Quizá, aquellos hombres que dejaron de re-presentar de una manera naturalista aquellos elementos de la naturaleza e hicieron devenir sus trazos en representaciones imposibles, sencillamente, estaban firmando el acta de defunción de una relación previa de tú a tú con la naturaleza, para dar paso a aquella relación mágica-divinizada de la que ha partido nuestra cultura y con cuya crisis ha quedado clausurada.


Quizá los únicos primitivos hemos sido nosotros durante más de 10.000 años y ahora retornamos, como en una macabra espiral, a nuestra humanidad perdida.


Quienes conocen y han estudiado la obra de Paul Klee, no dejan de insistir en que su producción artística, a partir de la ascensión del nazismo y su enfermedad, también influenciado por la pintura africana y egipcia, devino, desde la esquematización de la que partía, en ideogramas. Su último cuadro, Muerte y Fuego, es interpretado como tal y a su carácter expresivo-formal habría que añadir una palabra en clave, oculta: Tod (“muerto”).

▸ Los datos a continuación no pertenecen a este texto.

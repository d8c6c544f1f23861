// Copyright 2025 Cowboy AI, LLC.

//! PromptFunctor - structure-preserving map from tasks to pipeline plans
//!
//! The functor maps the category of tasks (objects: tasks, composition:
//! sequencing of intents) into the category of pipeline plans (objects:
//! staged plans, composition: plan concatenation). The laws:
//!
//! 1. Identity: `map(identity_task) = identity_plan`
//! 2. Composition: `map(g ∘ f) = map(g) ∘ map(f)`
//!
//! Stage selection is table-driven: an immutable [`PromptRegistry`] value
//! injected at construction maps `(domain, tier)` to an ordered stage
//! plan. Classification is delegated to an external [`Classifier`]; a
//! low-confidence verdict falls back to the generic plan with the
//! confidence recorded in metadata, never an error.

use indexmap::IndexMap;
use serde::{Deserialize, Serialize};
use std::sync::Arc;
use tracing::debug;

use crate::errors::{EngineResult, PipelineError};
use crate::spec::{CompositionNode, CompositionSpec};
use crate::task::{Classifier, Domain, Task, Tier};

/// Classifier confidence below which the functor falls back to generic
pub const DEFAULT_CONFIDENCE_FLOOR: f64 = 0.5;

/// An ordered staged-pipeline description, the functor's codomain object
///
/// Plans form a monoid under [`PipelinePlan::then`] with the identity
/// plan as unit; the functor maps task composition onto it.
#[derive(Debug, Clone, PartialEq, Eq, Default, Serialize, Deserialize)]
pub struct PipelinePlan {
    /// Ordered stage names
    pub stages: Vec<String>,
    /// Plan annotations (classification confidence lands here)
    pub metadata: IndexMap<String, String>,
}

impl PipelinePlan {
    /// A plan over ordered stage names
    pub fn new<I, S>(stages: I) -> Self
    where
        I: IntoIterator<Item = S>,
        S: Into<String>,
    {
        Self {
            stages: stages.into_iter().map(Into::into).collect(),
            metadata: IndexMap::new(),
        }
    }

    /// The identity plan: no stages, no annotations
    pub fn identity() -> Self {
        Self::default()
    }

    /// True when this is the identity plan
    pub fn is_identity(&self) -> bool {
        self.stages.is_empty() && self.metadata.is_empty()
    }

    /// Plan composition: this plan followed by `next`
    ///
    /// Associative, with [`PipelinePlan::identity`] as two-sided unit.
    /// Metadata merges left to right; later entries win on key collision.
    pub fn then(mut self, next: PipelinePlan) -> PipelinePlan {
        self.stages.extend(next.stages);
        for (key, value) in next.metadata {
            self.metadata.insert(key, value);
        }
        self
    }

    /// Lower the plan to an executable composition spec
    ///
    /// Quality gating per stage is the point of a plan, so stages become
    /// a KLEISLI chain; the identity plan lowers to the identity spec.
    pub fn into_spec(self) -> CompositionSpec {
        if self.stages.is_empty() {
            let mut spec = CompositionSpec::identity();
            spec.metadata = self.metadata;
            return spec;
        }
        let children = self
            .stages
            .into_iter()
            .map(CompositionNode::stage)
            .collect();
        let mut spec = CompositionSpec::new(CompositionNode::Kleisli { children });
        spec.metadata = self.metadata;
        spec
    }
}

/// Immutable `(domain, tier)` → stage plan table
///
/// Constructed once and injected into the functor; no global registry
/// state exists anywhere in the crate.
#[derive(Debug, Clone, PartialEq, Eq)]
pub struct PromptRegistry {
    plans: IndexMap<(Domain, Tier), Vec<String>>,
}

impl PromptRegistry {
    /// An empty registry; every lookup falls back to the generic plan
    pub fn empty() -> Self {
        Self {
            plans: IndexMap::new(),
        }
    }

    /// Register a stage plan for a domain/tier pair
    pub fn with_plan<I, S>(mut self, domain: Domain, tier: Tier, stages: I) -> Self
    where
        I: IntoIterator<Item = S>,
        S: Into<String>,
    {
        self.plans
            .insert((domain, tier), stages.into_iter().map(Into::into).collect());
        self
    }

    /// The plan for a domain/tier pair, falling back per tier within the
    /// domain and finally to the generic domain
    pub fn plan_for(&self, domain: Domain, tier: Tier) -> PipelinePlan {
        let lookup = [
            (domain, tier),
            (domain, Tier::Standard),
            (Domain::Generic, tier),
            (Domain::Generic, Tier::Standard),
        ];
        for key in lookup {
            if let Some(stages) = self.plans.get(&key) {
                return PipelinePlan::new(stages.clone());
            }
        }
        PipelinePlan::new(["draft", "review"])
    }
}

impl Default for PromptRegistry {
    /// The built-in plan table
    fn default() -> Self {
        Self::empty()
            .with_plan(
                Domain::Code,
                Tier::Basic,
                ["implement"],
            )
            .with_plan(
                Domain::Code,
                Tier::Standard,
                ["understand", "implement", "verify"],
            )
            .with_plan(
                Domain::Code,
                Tier::Advanced,
                ["understand", "design", "implement", "test", "verify"],
            )
            .with_plan(
                Domain::Analysis,
                Tier::Standard,
                ["gather", "analyze", "conclude"],
            )
            .with_plan(
                Domain::Analysis,
                Tier::Advanced,
                ["gather", "decompose", "analyze", "cross-check", "conclude"],
            )
            .with_plan(
                Domain::Writing,
                Tier::Standard,
                ["outline", "draft", "edit"],
            )
            .with_plan(
                Domain::Research,
                Tier::Standard,
                ["search", "synthesize", "cite"],
            )
            .with_plan(Domain::Generic, Tier::Basic, ["draft"])
            .with_plan(Domain::Generic, Tier::Standard, ["draft", "review"])
            .with_plan(
                Domain::Generic,
                Tier::Advanced,
                ["draft", "critique", "revise"],
            )
    }
}

/// Maps tasks to pipeline plans through classification and the registry
#[derive(Clone)]
pub struct PromptFunctor {
    registry: PromptRegistry,
    classifier: Arc<dyn Classifier>,
    confidence_floor: f64,
}

impl PromptFunctor {
    /// Create a functor over an immutable registry and a classifier
    pub fn new(registry: PromptRegistry, classifier: Arc<dyn Classifier>) -> Self {
        Self {
            registry,
            classifier,
            confidence_floor: DEFAULT_CONFIDENCE_FLOOR,
        }
    }

    /// Override the classification confidence floor
    pub fn with_confidence_floor(mut self, floor: f64) -> Self {
        self.confidence_floor = floor.clamp(0.0, 1.0);
        self
    }

    /// Map one task to its pipeline plan
    ///
    /// The identity task maps to the identity plan. Explicit overrides on
    /// the task skip classification entirely; a verdict below the
    /// confidence floor falls back to the generic domain with the
    /// confidence recorded in plan metadata.
    pub async fn map(&self, task: &Task) -> EngineResult<PipelinePlan> {
        if task.is_identity() {
            return Ok(PipelinePlan::identity());
        }

        let (domain, tier) = match (task.domain, task.tier) {
            (Some(domain), Some(tier)) => (domain, tier),
            _ => {
                let verdict = self.classifier.classify(task).await.map_err(|e| {
                    PipelineError::ClassificationAmbiguous(e.to_string())
                })?;
                if !(0.0..=1.0).contains(&verdict.confidence) {
                    return Err(PipelineError::ClassificationAmbiguous(format!(
                        "confidence {} outside [0, 1]",
                        verdict.confidence
                    )));
                }
                if verdict.confidence < self.confidence_floor {
                    // an explicit override outranks the weak verdict
                    let fallback_domain = task.domain.unwrap_or(Domain::Generic);
                    debug!(
                        confidence = verdict.confidence,
                        floor = self.confidence_floor,
                        domain = %fallback_domain,
                        "low-confidence classification, falling back"
                    );
                    let mut plan = self
                        .registry
                        .plan_for(fallback_domain, task.tier.unwrap_or(Tier::Standard));
                    plan.metadata.insert(
                        "classification_confidence".into(),
                        format!("{:.3}", verdict.confidence),
                    );
                    plan.metadata.insert(
                        "classification_fallback".into(),
                        fallback_domain.to_string(),
                    );
                    return Ok(plan);
                }
                (
                    task.domain.unwrap_or(verdict.domain),
                    task.tier.unwrap_or(verdict.tier),
                )
            }
        };

        debug!(%domain, %tier, "task mapped to plan");
        Ok(self.registry.plan_for(domain, tier))
    }

    /// Map a composite task, given as the sequence of its factors
    ///
    /// Folding [`PipelinePlan::then`] over the per-factor images gives
    /// the image of the composition, so mapping factors separately and
    /// composing equals mapping the composite.
    pub async fn map_composed(&self, tasks: &[Task]) -> EngineResult<PipelinePlan> {
        let mut plan = PipelinePlan::identity();
        for task in tasks {
            plan = plan.then(self.map(task).await?);
        }
        Ok(plan)
    }
}

#[cfg(test)]
mod tests {
    use super::*;
    use crate::task::{Classification, StaticClassifier};

    fn functor(confidence: f64) -> PromptFunctor {
        PromptFunctor::new(
            PromptRegistry::default(),
            Arc::new(StaticClassifier::new(Classification {
                domain: Domain::Code,
                tier: Tier::Standard,
                confidence,
            })),
        )
    }

    #[tokio::test]
    async fn identity_task_maps_to_identity_plan() {
        let plan = functor(1.0).map(&Task::identity()).await.unwrap();
        assert!(plan.is_identity());
        assert!(plan.into_spec().validate().is_ok());
    }

    #[tokio::test]
    async fn composition_of_plans_matches_plan_of_composition() {
        let functor = functor(0.9);
        let f = Task::new("draft module").with_domain(Domain::Code).with_tier(Tier::Basic);
        let g = Task::new("polish prose")
            .with_domain(Domain::Writing)
            .with_tier(Tier::Standard);

        let composed = functor.map_composed(&[f.clone(), g.clone()]).await.unwrap();
        let separate = functor
            .map(&f)
            .await
            .unwrap()
            .then(functor.map(&g).await.unwrap());

        assert_eq!(composed, separate);
    }

    #[tokio::test]
    async fn identity_plan_is_a_two_sided_unit() {
        let functor = functor(0.9);
        let task = Task::new("analyze")
            .with_domain(Domain::Analysis)
            .with_tier(Tier::Standard);
        let plan = functor.map(&task).await.unwrap();

        assert_eq!(plan.clone().then(PipelinePlan::identity()), plan);
        assert_eq!(PipelinePlan::identity().then(plan.clone()), plan);
    }

    #[tokio::test]
    async fn explicit_overrides_skip_classification() {
        // classifier would say Code/Standard; overrides must win
        let plan = functor(1.0)
            .map(
                &Task::new("write docs")
                    .with_domain(Domain::Writing)
                    .with_tier(Tier::Standard),
            )
            .await
            .unwrap();
        assert_eq!(plan.stages, vec!["outline", "draft", "edit"]);
    }

    #[tokio::test]
    async fn low_confidence_falls_back_to_generic_with_metadata() {
        let plan = functor(0.3).map(&Task::new("do something")).await.unwrap();

        assert_eq!(plan.stages, vec!["draft", "review"]);
        assert_eq!(
            plan.metadata.get("classification_confidence").map(String::as_str),
            Some("0.300")
        );
        assert_eq!(
            plan.metadata.get("classification_fallback").map(String::as_str),
            Some("generic")
        );
    }

    #[tokio::test]
    async fn low_confidence_fallback_keeps_an_explicit_domain() {
        // classifier would say Code at confidence 0.3; the caller already
        // pinned the domain, so only the tier falls back
        let plan = functor(0.3)
            .map(&Task::new("tidy the prose").with_domain(Domain::Writing))
            .await
            .unwrap();

        assert_eq!(plan.stages, vec!["outline", "draft", "edit"]);
        assert_eq!(
            plan.metadata.get("classification_fallback").map(String::as_str),
            Some("writing")
        );
    }

    #[tokio::test]
    async fn plans_lower_to_kleisli_specs() {
        let plan = functor(0.9)
            .map(&Task::new("fix bug").with_domain(Domain::Code).with_tier(Tier::Standard))
            .await
            .unwrap();
        let spec = plan.into_spec();
        spec.validate().unwrap();
        assert!(matches!(spec.root, CompositionNode::Kleisli { .. }));
        assert_eq!(spec.leaf_count().unwrap(), 3);
    }

    #[test]
    fn registry_lookup_degrades_gracefully() {
        let registry = PromptRegistry::default();
        // Writing has no Advanced plan; falls back within the domain
        assert_eq!(
            registry.plan_for(Domain::Writing, Tier::Advanced).stages,
            vec!["outline", "draft", "edit"]
        );
        // empty registry still produces a usable plan
        assert_eq!(
            PromptRegistry::empty().plan_for(Domain::Code, Tier::Basic).stages,
            vec!["draft", "review"]
        );
    }
}
// Copyright 2025 Cowboy AI, LLC.

//! Composition engine: bottom-up evaluation of operator trees
//!
//! The engine walks a resolved [`CompositionNode`] tree and evaluates it
//! over opaque [`StageExecutor`]s:
//! - SEQUENCE threads outputs left to right; quality is the minimum over
//!   children and costs add up.
//! - PARALLEL fans out over independent input snapshots; quality is the
//!   mean over surviving branches and the cost is the maximum branch cost.
//! - TENSOR fans out like PARALLEL but every branch must succeed and
//!   quality is the minimum.
//! - KLEISLI threads like SEQUENCE, but any stage below the quality
//!   threshold goes through the refinement loop in place first. Each
//!   stage improves locally; overall fidelity stays bounded by what
//!   upstream stages supplied.
//!
//! Fan-out uses a spawn/join abstraction ([`BranchSpawner`]); branches
//! receive read-only input snapshots, never observe each other, and are
//! joined at a barrier in declaration order. Failures bubble toward the
//! root unless a node-local catch policy intercepts them.

use async_trait::async_trait;
use futures::future::{BoxFuture, FutureExt};
use indexmap::IndexMap;
use serde_json::{json, Value};
use std::sync::Arc;
use std::time::Duration;
use tracing::{debug, info, warn};
use uuid::Uuid;

use crate::budget::{Budget, BudgetTracker};
use crate::checkpoint::{Checkpoint, CheckpointRecorder};
use crate::comonad::Observation;
use crate::errors::{EngineResult, PipelineError};
use crate::quality::{QualityAssessor, QualityVector};
use crate::refinement::{Refinement, RefinementConfig, RefinementLoop, Refiner};
use crate::result::{BudgetOverrun, PipelineResult};
use crate::spec::{CatchPolicy, CompositionNode, CompositionSpec, PipelineModifiers};
use crate::state_machine::PipelineStatus;
use crate::task::Task;

/// Initial backoff delay for `retry:N`
const RETRY_BACKOFF_BASE: Duration = Duration::from_millis(50);

/// Backoff ceiling for `retry:N`
const RETRY_BACKOFF_CAP: Duration = Duration::from_secs(1);
/// Caller-facing evaluation modifiers
#[derive(Debug, Clone, PartialEq, Serialize, Deserialize, schemars::JsonSchema)]
#[serde(default)]
pub struct PipelineModifiers {
    /// Aggregate quality at which refinement converges, in [0, 1]
    pub quality_threshold: f64,
    /// Refinement pass cap, in [1, 10]
    pub max_iterations: u32,
    /// Budget allocation: total, per-branch, or auto
    pub budget: Budget,
    /// Default catch policy for nodes that declare none
    pub catch: CatchPolicy,
    /// Non-convergence fallback
    pub fallback: FallbackStrategy,
    /// Minimum aggregate delta that still counts as improvement
    pub plateau_epsilon: f64,
    /// Allowed budget overrun percentage before a soft halt
    pub variance_threshold_pct: f64,
    /// Minimum surviving branches for a PARALLEL mean to be meaningful
    pub min_parallel_branches: usize,
    /// Observation history retention cap
    pub history_cap: usize,
    /// Wall-clock limit per spawned branch; in-flight branches are
    /// cancelled when it elapses
    pub branch_timeout_ms: Option<u64>,
    /// Value used by [`FallbackStrategy::UseDefault`]
    pub default_value: Option<Value>,
}

impl Default for PipelineModifiers {
    fn default() -> Self {
        Self {
            quality_threshold: 0.8,
            max_iterations: 5,
            budget: Budget::auto(),
            catch: CatchPolicy::Halt,
            fallback: FallbackStrategy::ReturnBest,
            plateau_epsilon: 0.02,
            variance_threshold_pct: crate::budget::DEFAULT_VARIANCE_THRESHOLD_PCT,
            min_parallel_branches: 1,
            history_cap: crate::comonad::DEFAULT_HISTORY_CAP,
            branch_timeout_ms: None,
            default_value: None,
        }
    }
}

impl PipelineModifiers {
    /// Validate ranges before evaluation begins
    pub fn validate(&self) -> EngineResult<()> {
        if !(0.0..=1.0).contains(&self.quality_threshold) {
            return Err(PipelineError::validation(
                "quality_threshold must lie in [0, 1]",
            ));
        }
        if !(1..=10).contains(&self.max_iterations) {
            return Err(PipelineError::validation(
                "max_iterations must lie in [1, 10]",
            ));
        }
        if self.plateau_epsilon <= 0.0 || self.plateau_epsilon >= 1.0 {
            return Err(PipelineError::validation(
                "plateau_epsilon must lie in (0, 1)",
            ));
        }
        if self.min_parallel_branches == 0 {
            return Err(PipelineError::validation(
                "min_parallel_branches must be at least 1",
            ));
        }
        Ok(())
    }
}

/// One node of the composition tree
#[derive(Debug, Clone, PartialEq, Serialize, Deserialize, schemars::JsonSchema)]
#[serde(tag = "op", rename_all = "snake_case")]
pub enum CompositionNode {
    /// Leaf: an opaque stage executor reference
    Stage {
        /// Registered executor name
        name: String,
        /// Node-local catch policy override
        #[serde(default, skip_serializing_if = "Option::is_none")]
        catch: Option<CatchPolicy>,
        /// Fallback value for [`CatchPolicy::Substitute`]
        #[serde(default, skip_serializing_if = "Option::is_none")]
        substitute: Option<Value>,
    },
    /// Execute children left to right, threading outputs
    Sequence {
        /// Ordered children
        children: Vec<CompositionNode>,
    },
    /// Execute children concurrently; mean quality, merged outputs
    Parallel {
        /// Ordered children (declaration order fixes checkpoint merging)
        children: Vec<CompositionNode>,
    },
    /// Execute children concurrently; all must succeed, min quality
    Tensor {
        /// Ordered children
        children: Vec<CompositionNode>,
    },
    /// Sequential chain with per-stage quality-gated refinement
    Kleisli {
        /// Ordered children
        children: Vec<CompositionNode>,
    },
    /// Reference to a named definition, resolved at parse time
    Ref {
        /// Definition name
        name: String,
    },
}

impl CompositionNode {
    /// Leaf constructor without overrides
    pub fn stage(name: impl Into<String>) -> Self {
        CompositionNode::Stage {
            name: name.into(),
            catch: None,
            substitute: None,
        }
    }

    /// Number of stage leaves after resolution (references not counted)
    fn leaf_count(&self) -> usize {
        match self {
            CompositionNode::Stage { .. } => 1,
            CompositionNode::Ref { .. } => 0,
            CompositionNode::Sequence { children }
            | CompositionNode::Parallel { children }
            | CompositionNode::Tensor { children }
            | CompositionNode::Kleisli { children } => {
                children.iter().map(CompositionNode::leaf_count).sum()
            }
        }
    }
}

/// A complete, validated composition spec
#[derive(Debug, Clone, PartialEq, Serialize, Deserialize, schemars::JsonSchema)]
pub struct CompositionSpec {
    /// The operator tree
    pub root: CompositionNode,
    /// Named subtrees referencable via [`CompositionNode::Ref`]
    #[serde(default, skip_serializing_if = "IndexMap::is_empty")]
    pub definitions: IndexMap<String, CompositionNode>,
    /// Evaluation modifiers
    #[serde(default)]
    pub modifiers: PipelineModifiers,
    /// Free-form annotations (classification confidence lands here)
    #[serde(default, skip_serializing_if = "IndexMap::is_empty")]
    pub metadata: IndexMap<String, String>,
}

No tengo claro que así sea; tampoco me extrañaría que su obra terminara conformando ideogramas como los que presumimos podrían ser algunas pinturas rupestres, con la suerte, en este caso, de que, esta vez, sí conocemos el código lingüístico para su interpretación. Sólo una observación a todo esto, tengo la intuición de que más allá de sus intenciones expresivas (me refiero tanto a las pinturas rupestres como a los últimos cuadros de Klee) o su deriva gráfica, me temo que, con estos signos, tanto Klee como los moradores de aquellas cavernas, más que expresar la muerte o el fin de aquello que nunca podrá volver a ser como fue, es la muerte, entendida como crisis o defunción de lo que necesariamente tiene que ser de otra manera, la que se expresa través estos trazados.


Nunca podremos ser aquellos sujetos de la historia que nos prometieron; en todo caso, no hay más, estamos “sujetos” al devenir de la historia, a su contingencia, a ese carácter imprevisible que hace que, de tiempo en tiempo, todo salte por los aires y unos cuantos valientes, como lo fue Klee, asuman la tarea de volver a empezar reconstruyendo el mundo con los materiales de desecho de una geografía en ruinas y devastada.


Doncs això, habrá que pedir la vez (¿no?).